Posted 10/9/09 - 11:17 AM


Cbrent
1
I think these black leaders need to address the more important issues in there churches and communities..(drugs, unwed mothers, incest, crime etc. etc..) SE DC has so many churches and yet the communities over there.. well U see for yourself...I think those are the issues these bishops should address...And we gay brother that set in there pews should just walk out and find a church that are excepting....

Posted 10/8/09 - 7:05 AM


malik
dc, DC
0
OMG!! Bishop Harry Jackson referred to Black residents of Washington DC as dumb, stupid, and an uneducated group of ignorant people that needs to be taught and lead the Right way by fundamental conservative while at Values Voter Summit.

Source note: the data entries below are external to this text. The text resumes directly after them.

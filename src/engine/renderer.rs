use std::sync::Arc;

use anyhow::{anyhow, Result};
use bytemuck::{Pod, Zeroable};
use wgpu::util::DeviceExt;
use wgpu::SurfaceError;
use winit::{dpi::PhysicalSize, window::Window};

use crate::engine::canvas::Canvas;

/// Presents the host canvas by stretching it over the whole surface.
pub struct Renderer {
    surface: wgpu::Surface<'static>,
    device: wgpu::Device,
    queue: wgpu::Queue,
    config: wgpu::SurfaceConfiguration,
    size: PhysicalSize<u32>,
    pipeline: wgpu::RenderPipeline,
    quad_buffer: wgpu::Buffer,
    canvas_texture: wgpu::Texture,
    canvas_extent: wgpu::Extent3d,
    bind_group: wgpu::BindGroup,
    frame_count: u64,
}

impl Renderer {
    pub async fn new(window: Arc<Window>, canvas: &Canvas, vsync: bool) -> Result<Self> {
        let size = window.inner_size();
        let instance = wgpu::Instance::default();
        let surface = instance
            .create_surface(window)
            .map_err(|err| anyhow!("failed to create surface: {err}"))?;
        let adapter = instance
            .request_adapter(&wgpu::RequestAdapterOptions {
                power_preference: wgpu::PowerPreference::default(),
                compatible_surface: Some(&surface),
                force_fallback_adapter: false,
            })
            .await
            .ok_or_else(|| anyhow!("No suitable GPU adapters found"))?;

        let (device, queue) = adapter
            .request_device(
                &wgpu::DeviceDescriptor {
                    label: Some("pixplot-device"),
                    required_features: wgpu::Features::empty(),
                    required_limits: wgpu::Limits::downlevel_webgl2_defaults()
                        .using_resolution(adapter.limits()),
                },
                None,
            )
            .await?;

        let surface_caps = surface.get_capabilities(&adapter);
        let surface_format = surface_caps
            .formats
            .iter()
            .copied()
            .find(|format| format.is_srgb())
            .unwrap_or(surface_caps.formats[0]);
        let present_mode = if vsync {
            wgpu::PresentMode::Fifo
        } else {
            [wgpu::PresentMode::Mailbox, wgpu::PresentMode::Immediate]
                .into_iter()
                .find(|mode| surface_caps.present_modes.contains(mode))
                .unwrap_or(wgpu::PresentMode::Fifo)
        };
        let alpha_mode = surface_caps
            .alpha_modes
            .iter()
            .copied()
            .find(|mode| *mode == wgpu::CompositeAlphaMode::Opaque)
            .unwrap_or(surface_caps.alpha_modes[0]);

        let config = wgpu::SurfaceConfiguration {
            usage: wgpu::TextureUsages::RENDER_ATTACHMENT,
            format: surface_format,
            width: size.width.max(1),
            height: size.height.max(1),
            present_mode,
            alpha_mode,
            view_formats: vec![],
            desired_maximum_frame_latency: 2,
        };
        surface.configure(&device, &config);

        // Canvas bytes are display-ready; match the surface encoding so they pass through unchanged.
        let canvas_format = if surface_format.is_srgb() {
            wgpu::TextureFormat::Rgba8UnormSrgb
        } else {
            wgpu::TextureFormat::Rgba8Unorm
        };
        let canvas_extent = wgpu::Extent3d {
            width: canvas.width(),
            height: canvas.height(),
            depth_or_array_layers: 1,
        };
        let canvas_texture = device.create_texture(&wgpu::TextureDescriptor {
            label: Some("pixplot-canvas-texture"),
            size: canvas_extent,
            mip_level_count: 1,
            sample_count: 1,
            dimension: wgpu::TextureDimension::D2,
            format: canvas_format,
            usage: wgpu::TextureUsages::TEXTURE_BINDING | wgpu::TextureUsages::COPY_DST,
            view_formats: &[],
        });
        let canvas_view = canvas_texture.create_view(&wgpu::TextureViewDescriptor::default());
        let sampler = device.create_sampler(&wgpu::SamplerDescriptor {
            label: Some("pixplot-canvas-sampler"),
            address_mode_u: wgpu::AddressMode::ClampToEdge,
            address_mode_v: wgpu::AddressMode::ClampToEdge,
            address_mode_w: wgpu::AddressMode::ClampToEdge,
            mag_filter: wgpu::FilterMode::Nearest,
            min_filter: wgpu::FilterMode::Nearest,
            mipmap_filter: wgpu::FilterMode::Nearest,
            ..Default::default()
        });

        let bind_group_layout = device.create_bind_group_layout(&wgpu::BindGroupLayoutDescriptor {
            label: Some("pixplot-canvas-bind-group-layout"),
            entries: &[
                wgpu::BindGroupLayoutEntry {
                    binding: 0,
                    visibility: wgpu::ShaderStages::FRAGMENT,
                    ty: wgpu::BindingType::Texture {
                        sample_type: wgpu::TextureSampleType::Float { filterable: true },
                        view_dimension: wgpu::TextureViewDimension::D2,
                        multisampled: false,
                    },
                    count: None,
                },
                wgpu::BindGroupLayoutEntry {
                    binding: 1,
                    visibility: wgpu::ShaderStages::FRAGMENT,
                    ty: wgpu::BindingType::Sampler(wgpu::SamplerBindingType::Filtering),
                    count: None,
                },
            ],
        });
        let bind_group = device.create_bind_group(&wgpu::BindGroupDescriptor {
            label: Some("pixplot-canvas-bind-group"),
            layout: &bind_group_layout,
            entries: &[
                wgpu::BindGroupEntry {
                    binding: 0,
                    resource: wgpu::BindingResource::TextureView(&canvas_view),
                },
                wgpu::BindGroupEntry {
                    binding: 1,
                    resource: wgpu::BindingResource::Sampler(&sampler),
                },
            ],
        });

        let shader = device.create_shader_module(wgpu::ShaderModuleDescriptor {
            label: Some("pixplot-canvas-shader"),
            source: wgpu::ShaderSource::Wgsl(CANVAS_SHADER.into()),
        });

        let pipeline_layout = device.create_pipeline_layout(&wgpu::PipelineLayoutDescriptor {
            label: Some("pixplot-canvas-pipeline-layout"),
            bind_group_layouts: &[&bind_group_layout],
            push_constant_ranges: &[],
        });

        let pipeline = device.create_render_pipeline(&wgpu::RenderPipelineDescriptor {
            label: Some("pixplot-canvas-pipeline"),
            layout: Some(&pipeline_layout),
            vertex: wgpu::VertexState {
                module: &shader,
                entry_point: "vs_main",
                buffers: &[QuadVertex::layout()],
            },
            fragment: Some(wgpu::FragmentState {
                module: &shader,
                entry_point: "fs_main",
                targets: &[Some(wgpu::ColorTargetState {
                    format: config.format,
                    blend: Some(wgpu::BlendState::REPLACE),
                    write_mask: wgpu::ColorWrites::ALL,
                })],
            }),
            primitive: wgpu::PrimitiveState {
                topology: wgpu::PrimitiveTopology::TriangleList,
                ..Default::default()
            },
            depth_stencil: None,
            multisample: wgpu::MultisampleState::default(),
            multiview: None,
        });

        let quad_buffer = device.create_buffer_init(&wgpu::util::BufferInitDescriptor {
            label: Some("pixplot-quad-buffer"),
            contents: bytemuck::cast_slice(&QuadVertex::FULL_SCREEN),
            usage: wgpu::BufferUsages::VERTEX,
        });

        Ok(Self {
            surface,
            device,
            queue,
            config,
            size,
            pipeline,
            quad_buffer,
            canvas_texture,
            canvas_extent,
            bind_group,
            frame_count: 0,
        })
    }

    pub fn size(&self) -> PhysicalSize<u32> {
        self.size
    }

    pub fn resize(&mut self, new_size: PhysicalSize<u32>) {
        if new_size.width == 0 || new_size.height == 0 {
            return;
        }

        self.size = new_size;
        self.config.width = new_size.width;
        self.config.height = new_size.height;
        self.surface.configure(&self.device, &self.config);
    }

    pub fn render(&mut self, canvas: &Canvas) -> Result<(), SurfaceError> {
        let frame = self.surface.get_current_texture()?;
        let view = frame
            .texture
            .create_view(&wgpu::TextureViewDescriptor::default());

        self.queue.write_texture(
            wgpu::ImageCopyTexture {
                texture: &self.canvas_texture,
                mip_level: 0,
                origin: wgpu::Origin3d::ZERO,
                aspect: wgpu::TextureAspect::All,
            },
            canvas.as_raw(),
            wgpu::ImageDataLayout {
                offset: 0,
                bytes_per_row: Some(4 * self.canvas_extent.width),
                rows_per_image: Some(self.canvas_extent.height),
            },
            self.canvas_extent,
        );

        let mut encoder = self
            .device
            .create_command_encoder(&wgpu::CommandEncoderDescriptor {
                label: Some("pixplot-render-encoder"),
            });

        {
            let mut render_pass = encoder.begin_render_pass(&wgpu::RenderPassDescriptor {
                label: Some("pixplot-render-pass"),
                color_attachments: &[Some(wgpu::RenderPassColorAttachment {
                    view: &view,
                    resolve_target: None,
                    ops: wgpu::Operations {
                        load: wgpu::LoadOp::Clear(wgpu::Color::BLACK),
                        store: wgpu::StoreOp::Store,
                    },
                })],
                depth_stencil_attachment: None,
                timestamp_writes: None,
                occlusion_query_set: None,
            });

            render_pass.set_pipeline(&self.pipeline);
            render_pass.set_bind_group(0, &self.bind_group, &[]);
            render_pass.set_vertex_buffer(0, self.quad_buffer.slice(..));
            render_pass.draw(0..QuadVertex::FULL_SCREEN.len() as u32, 0..1);
        }

        self.queue.submit(std::iter::once(encoder.finish()));
        frame.present();
        self.frame_count += 1;
        tracing::trace!(frame = self.frame_count, "frame presented");
        Ok(())
    }
}

#[repr(C)]
#[derive(Clone, Copy, Pod, Zeroable)]
struct QuadVertex {
    position: [f32; 2],
    uv: [f32; 2],
}

impl QuadVertex {
    const fn new(position: [f32; 2], uv: [f32; 2]) -> Self {
        Self { position, uv }
    }

    // Texture rows run top-down, so v = 0 sits at the top edge.
    const FULL_SCREEN: [QuadVertex; 6] = [
        QuadVertex::new([-1.0, 1.0], [0.0, 0.0]),
        QuadVertex::new([-1.0, -1.0], [0.0, 1.0]),
        QuadVertex::new([1.0, -1.0], [1.0, 1.0]),
        QuadVertex::new([-1.0, 1.0], [0.0, 0.0]),
        QuadVertex::new([1.0, -1.0], [1.0, 1.0]),
        QuadVertex::new([1.0, 1.0], [1.0, 0.0]),
    ];

    fn layout() -> wgpu::VertexBufferLayout<'static> {
        wgpu::VertexBufferLayout {
            array_stride: std::mem::size_of::<QuadVertex>() as wgpu::BufferAddress,
            step_mode: wgpu::VertexStepMode::Vertex,
            attributes: &[
                wgpu::VertexAttribute {
                    offset: 0,
                    shader_location: 0,
                    format: wgpu::VertexFormat::Float32x2,
                },
                wgpu::VertexAttribute {
                    offset: std::mem::size_of::<[f32; 2]>() as u64,
                    shader_location: 1,
                    format: wgpu::VertexFormat::Float32x2,
                },
            ],
        }
    }
}

const CANVAS_SHADER: &str = r#"
struct VsIn {
    @location(0) position: vec2<f32>,
    @location(1) uv: vec2<f32>,
};

struct VsOut {
    @builtin(position) position: vec4<f32>,
    @location(0) uv: vec2<f32>,
};

@group(0) @binding(0) var canvas_texture: texture_2d<f32>;
@group(0) @binding(1) var canvas_sampler: sampler;

@vertex
fn vs_main(in: VsIn) -> VsOut {
    var out: VsOut;
    out.position = vec4<f32>(in.position, 0.0, 1.0);
    out.uv = in.uv;
    return out;
}

@fragment
fn fs_main(in: VsOut) -> @location(0) vec4<f32> {
    return textureSample(canvas_texture, canvas_sampler, in.uv);
}
"#;
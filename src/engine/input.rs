use winit::keyboard::{Key, NamedKey};

/// Maps a logical key to the ASCII-style character keyboard callbacks receive.
pub fn key_char(key: &Key) -> Option<char> {
    match key {
        Key::Character(text) => text.chars().next(),
        Key::Named(NamedKey::Space) => Some(' '),
        Key::Named(NamedKey::Enter) => Some('\r'),
        Key::Named(NamedKey::Tab) => Some('\t'),
        Key::Named(NamedKey::Backspace) => Some('\u{8}'),
        Key::Named(NamedKey::Escape) => Some('\u{1b}'),
        Key::Named(NamedKey::Delete) => Some('\u{7f}'),
        _ => None,
    }
}
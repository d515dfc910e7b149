pub mod palette;
pub mod pattern;

pub use pattern::FrameRenderer;

use crate::engine::host::{App, FrameHost};

impl App for FrameRenderer {
    fn name(&self) -> &str {
        "Test Pattern"
    }

    fn display(&mut self, host: &mut dyn FrameHost) {
        self.clear_background(host);
        self.draw_test_pattern(host);
        host.swap_buffers();
        host.post_redisplay();
    }

    fn key_down(&mut self, _key: char, _x: i32, _y: i32) {}

    fn key_up(&mut self, _key: char, _x: i32, _y: i32) {}
}
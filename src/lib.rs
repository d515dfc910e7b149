pub mod demo;
pub mod engine;
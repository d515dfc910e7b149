use crate::engine::canvas::{Canvas, Rgb};

/// Receives points in window coordinates, origin bottom-left.
pub trait PixelSink {
    fn point(&mut self, x: i32, y: i32, color: Rgb);
}

/// What an application sees of the window during a redraw.
pub trait FrameHost: PixelSink {
    /// Marks the current frame as complete and ready to present.
    fn swap_buffers(&mut self);
    /// Asks the host to schedule another redraw.
    fn post_redisplay(&mut self);
}

/// Callbacks the engine dispatches from its event loop.
pub trait App {
    fn name(&self) -> &str;

    fn display(&mut self, host: &mut dyn FrameHost);

    /// `x`/`y` are the cursor position in window pixels, origin top-left.
    fn key_down(&mut self, key: char, x: i32, y: i32);

    fn key_up(&mut self, key: char, x: i32, y: i32);
}

/// Frame host backed by the engine's canvas.
pub(crate) struct WindowHost<'a> {
    canvas: &'a mut Canvas,
    swapped: bool,
    redisplay: bool,
}

impl<'a> WindowHost<'a> {
    pub(crate) fn new(canvas: &'a mut Canvas) -> Self {
        Self {
            canvas,
            swapped: false,
            redisplay: false,
        }
    }

    pub(crate) fn swapped(&self) -> bool {
        self.swapped
    }

    pub(crate) fn redisplay_requested(&self) -> bool {
        self.redisplay
    }
}

impl PixelSink for WindowHost<'_> {
    fn point(&mut self, x: i32, y: i32, color: Rgb) {
        self.canvas.point(x, y, color);
    }
}

impl FrameHost for WindowHost<'_> {
    fn swap_buffers(&mut self) {
        self.swapped = true;
    }

    fn post_redisplay(&mut self) {
        self.redisplay = true;
    }
}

Jackson’s intent was to convince a group of White radical conservatives to stop all the racist-sounding rhetoric against president Obama so he can continue to convince/bamboozle Black preachers and Black residents in DC to rally for his cause against marriage equality in Washington DC.

Posted 10/7/09 - 7:06 AM


Demosthenes Project
Washington, DC
0
Expand upon the work of the Bishop from Maryland and review the Traditional Marriage Restoration Initiative proposal at: www.myspace.com/demosthenes_project

Posted 10/6/09 - 5:01 PM


Dale8
Arlington, Va
1
Go DC!!!!!! OMG, do we need to hear the resident-challange Bishop talk about voting our our rights, again?